Seniors sometimes have a difficult time keeping their medication schedule correct. The main problems are that they take too little, take none at all, administer their medication at the wrong time, or perhaps mix their medications with other medications or supplements that they shouldn’t combine them with. Everyone should be very careful and diligent when organizing their medications. Proper medication management is even more critical with the senior population. Declines in memory, hearing, vision, hand eye coordination and strength, put seniors’ more at risk when handling medication.

Family members and caregivers, play a crucial role in ensuring that medications are administered safely and correctly.

Safe medication management tools for family and caregivers include:

  1. Arranging for your pharmacy to organize medications in a pill dispenser, called a dispill. Caregivers can then remind and help administer the medication as prescribed (at the appropriate time, with or without food, etc,).
  2. senior dispill medication holder
  3. Reading the pharmacy label and details from the pharmacist, each and every time medication is administered. Pay close attention to the name of the medication, time to be given, and any other pertinent instructions. Read the fine print and the detailed medication sheet provided by the pharmacist.
  4. Making sure you “brown bag” all the medications, supplements and vitamins when attending a doctor’s appointment. This means bringing them with you when attending a doctor’s appointment. This is critical as some medications may be discontinued.

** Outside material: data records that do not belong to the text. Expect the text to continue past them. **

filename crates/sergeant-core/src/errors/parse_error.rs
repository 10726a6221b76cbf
//! Parser errors.

use std::path::PathBuf;

use super::error_code::{self, SergeantErrorCode};

/// Errors that can occur while reading or parsing a Python test file.
#[derive(Debug, thiserror::Error)]
pub enum ParseError {
    #[error("Failed to read {path}: {message}")]
    ReadFailed { path: PathBuf, message: String },

    #[error("Grammar could not be loaded: {message}")]
    GrammarNotLoaded { message: String },

    #[error("Tree-sitter error parsing {path}: {message}")]
    TreeSitterError { path: PathBuf, message: String },

    #[error("Function {name} not found in {path}")]
    FunctionNotFound { path: PathBuf, name: String },
}

impl SergeantErrorCode for ParseError {
    fn error_code(&self) -> &'static str {
        error_code::PARSE_ERROR
    }
}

As well, make sure to let the doctor know how much your family member weighs, as this may also affect the dosage required.

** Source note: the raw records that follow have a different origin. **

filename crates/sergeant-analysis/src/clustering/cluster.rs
//! Single-pass transitive grouping of tests by pairwise similarity.

use std::path::PathBuf;

use sergeant_core::errors::DetectionError;
use sergeant_core::types::collections::{FxHashSet, SmallVec8};
use xxhash_rust::xxh3::xxh3_64;

use super::types::{ClusterConfig, ClusterType, DuplicateCluster};
use crate::keys::TestId;
use crate::similarity::PairwiseSimilarity;

/// Group feature keys (`"<file>:<test>"`) into duplicate clusters.
///
/// Each unprocessed key seeds a group and absorbs every later unprocessed
/// key scoring at least the similar-pattern threshold against the seed.
/// Groups smaller than `min_cluster_size` are dropped. Malformed keys are
/// logged and never clustered.
pub fn cluster_tests<S: PairwiseSimilarity + ?Sized>(
    keys: &[String],
    oracle: &mut S,
    config: &ClusterConfig,
) -> Vec<DuplicateCluster> {
    let ids: Vec<TestId> = keys
        .iter()
        .filter_map(|key| match TestId::from_feature_key(key) {
            Ok(id) => Some(id),
            Err(e) => {
                tracing::warn!(error = %e, "skipping test with malformed key");
                None
            }
        })
        .collect();
    let similarity_keys: Vec<String> = ids.iter().map(TestId::similarity_key).collect();

    let mut processed: FxHashSet<usize> = FxHashSet::default();
    let mut clusters = Vec::new();

    for seed in 0..ids.len() {
        if !processed.insert(seed) {
            continue;
        }
        let mut group: SmallVec8<usize> = SmallVec8::new();
        group.push(seed);
        for candidate in seed + 1..ids.len() {
            if processed.contains(&candidate) {
                continue;
            }
            let score = oracle.similarity(&similarity_keys[seed], &similarity_keys[candidate]);
            if score >= config.thresholds.similar_pattern {
                group.push(candidate);
                processed.insert(candidate);
            }
        }

        if group.len() < config.min_cluster_size {
            continue;
        }
        let members: Vec<&TestId> = group.iter().map(|&i| &ids[i]).collect();
        let member_keys: Vec<&str> = group.iter().map(|&i| similarity_keys[i].as_str()).collect();
        match build_cluster(&members, &member_keys, oracle, config) {
            Ok(cluster) => clusters.push(cluster),
            Err(e) => tracing::error!(error = %e, "failed to build cluster"),
        }
    }

    tracing::debug!(tests = ids.len(), clusters = clusters.len(), "clustering finished");
    clusters
}

fn build_cluster<S: PairwiseSimilarity + ?Sized>(
    members: &[&TestId],
    similarity_keys: &[&str],
    oracle: &mut S,
    config: &ClusterConfig,
) -> Result<DuplicateCluster, DetectionError> {
    let representative = members.first().ok_or(DetectionError::EmptyCluster)?;

    let mut total = 0.0;
    let mut pairs = 0usize;
    for i in 0..similarity_keys.len() {
        for j in i + 1..similarity_keys.len() {
            total += oracle.similarity(similarity_keys[i], similarity_keys[j]);
            pairs += 1;
        }
    }
    let similarity_score = if pairs == 0 { 0.0 } else { total / pairs as f64 };
    let cluster_type = ClusterType::classify(similarity_score, &config.thresholds);

    if members.len() > config.max_cluster_size {
        tracing::warn!(
            size = members.len(),
            max = config.max_cluster_size,
            representative = %representative.test_name,
            "cluster exceeds max_cluster_size"
        );
    }

    let tests: Vec<(String, PathBuf)> = members
        .iter()
        .map(|id| (id.test_name.clone(), PathBuf::from(&id.file_path)))
        .collect();
    Ok(DuplicateCluster {
        cluster_id: cluster_id(&representative.test_name, &representative.file_path),
        representative_test: tests[0].clone(),
        similarity_score,
        cluster_type,
        consolidation_suggestion: cluster_type.suggestion(tests.len()),
        tests,
    })
}

/// First 8 hex chars of the hash of `"{test}:{file}"`.
pub fn cluster_id(test_name: &str, file_path: &str) -> String {
    let full = format!("{:016x}", xxh3_64(format!("{test_name}:{file_path}").as_bytes()));
    full[..8].to_string()
}

#[cfg(test)]
mod tests {
    use super::*;

    /// Scores every pair with a constant.
    struct Constant(f64);

    impl PairwiseSimilarity for Constant {
        fn similarity(&mut self, _: &str, _: &str) -> f64 {
            self.0
        }
    }

    fn keys(n: usize) -> Vec<String> {
        (0..n).map(|i| format!("tests/test_m.py:test_{i}")).collect()
    }

    #[test]
    fn single_cluster_from_uniform_similarity() {
        let clusters = cluster_tests(&keys(3), &mut Constant(0.9), &ClusterConfig::default());
        assert_eq!(clusters.len(), 1);
        let c = &clusters[0];
        assert_eq!(c.cluster_type, ClusterType::NearDuplicates);
        assert_eq!(c.tests.len(), 3);
        assert_eq!(c.representative_test.0, "test_0");
        assert_eq!(c.cluster_id.len(), 8);
        assert_eq!(
            c.consolidation_suggestion,
            "Consider consolidating 3 similar tests using @pytest.mark.parametrize"
        );
    }

    #[test]
    fn malformed_keys_are_skipped() {
        let mut input = keys(2);
        input.push("no_separator".to_string());
        let clusters = cluster_tests(&input, &mut Constant(1.0), &ClusterConfig::default());
        assert_eq!(clusters.len(), 1);
        assert_eq!(clusters[0].tests.len(), 2);
    }

    #[test]
    fn empty_member_list_is_an_error() {
        let result = build_cluster(&[], &[], &mut Constant(1.0), &ClusterConfig::default());
        assert!(matches!(result, Err(DetectionError::EmptyCluster)));
    }

    #[test]
    fn oversized_clusters_are_still_emitted() {
        let config = ClusterConfig {
            max_cluster_size: 2,
            ..ClusterConfig::default()
        };
        let clusters = cluster_tests(&keys(4), &mut Constant(1.0), &config);
        assert_eq!(clusters.len(), 1);
        assert_eq!(clusters[0].len(), 4);
    }
}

  5. Having an up-to- date and accurate list of medications and supplements, on hand and easily accessible at all times. This list should be brought to all doctor appointments, or when a hospitalization occurs.
  6. Reading up on drug interaction and asking questions at the doctor’s office and at the pharmacy.

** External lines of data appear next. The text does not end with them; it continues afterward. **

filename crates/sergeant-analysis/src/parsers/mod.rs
//! Tree-sitter Python parsing for test files.

pub mod function;
pub mod python;

pub use function::FunctionNode;
pub use python::{is_test_like_name, ParsedModule, PythonParser};
//! Configuration errors.

use super::error_code::{self, SergeantErrorCode};

/// Errors that can occur during configuration loading and validation.
#[derive(Debug, thiserror::Error)]
pub enum ConfigError {
    #[error("Config file not found: {path}")]
    FileNotFound { path: String },

    #[error("Config parse error in {path}: {message}")]
    ParseError { path: String, message: String },

    #[error("Config validation failed for {field}: {message}")]
    ValidationFailed { field: String, message: String },
}

impl SergeantErrorCode for ConfigError {
    fn error_code(&self) -> &'static str {
        error_code::CONFIG_ERROR
    }
}
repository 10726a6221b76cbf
//! Shared type aliases.

pub mod collections;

  7. Always knowing the name of the medication, who prescribed it, frequency, side effects, special instructions, dosage and why it is being given. Always listen to complaints from your family member regarding medication. Older people metabolize differently so they may have more adverse side effects.
  8. Speaking to the pharmacist about simplifying the dosing and times of the schedule. Try to use only one pharmacy in order to build a relationship with the staff there and to maintain continuity and follow-up of your file.
  9. Being observant to physical and cognitive changes. Falls, fractures and disorientation can be linked to side effects.
  10. Clients with Alzheimer’s/dementia/physical immobility cannot take their own medication. If a family member cannot always administer the medication, a caregiver can be hired to help administer and ensure that medications are being given at the appropriate times.
  11. When administering medication, give it whole, crushed or mixed depending on their swallowing capabilities. Ask the pharmacist which medications can and cannot be crushed. Always keep a medication checklist, to tick off or sign, that medication was administered.
  12. Always remember that the elderly are very vulnerable to drug side effects and interactions. We must always supervise and report their physical and cognitive abilities and any changes so that medication can be adjusted accordingly.

Note: This information is for informative purposes only. Always check with a medical professional.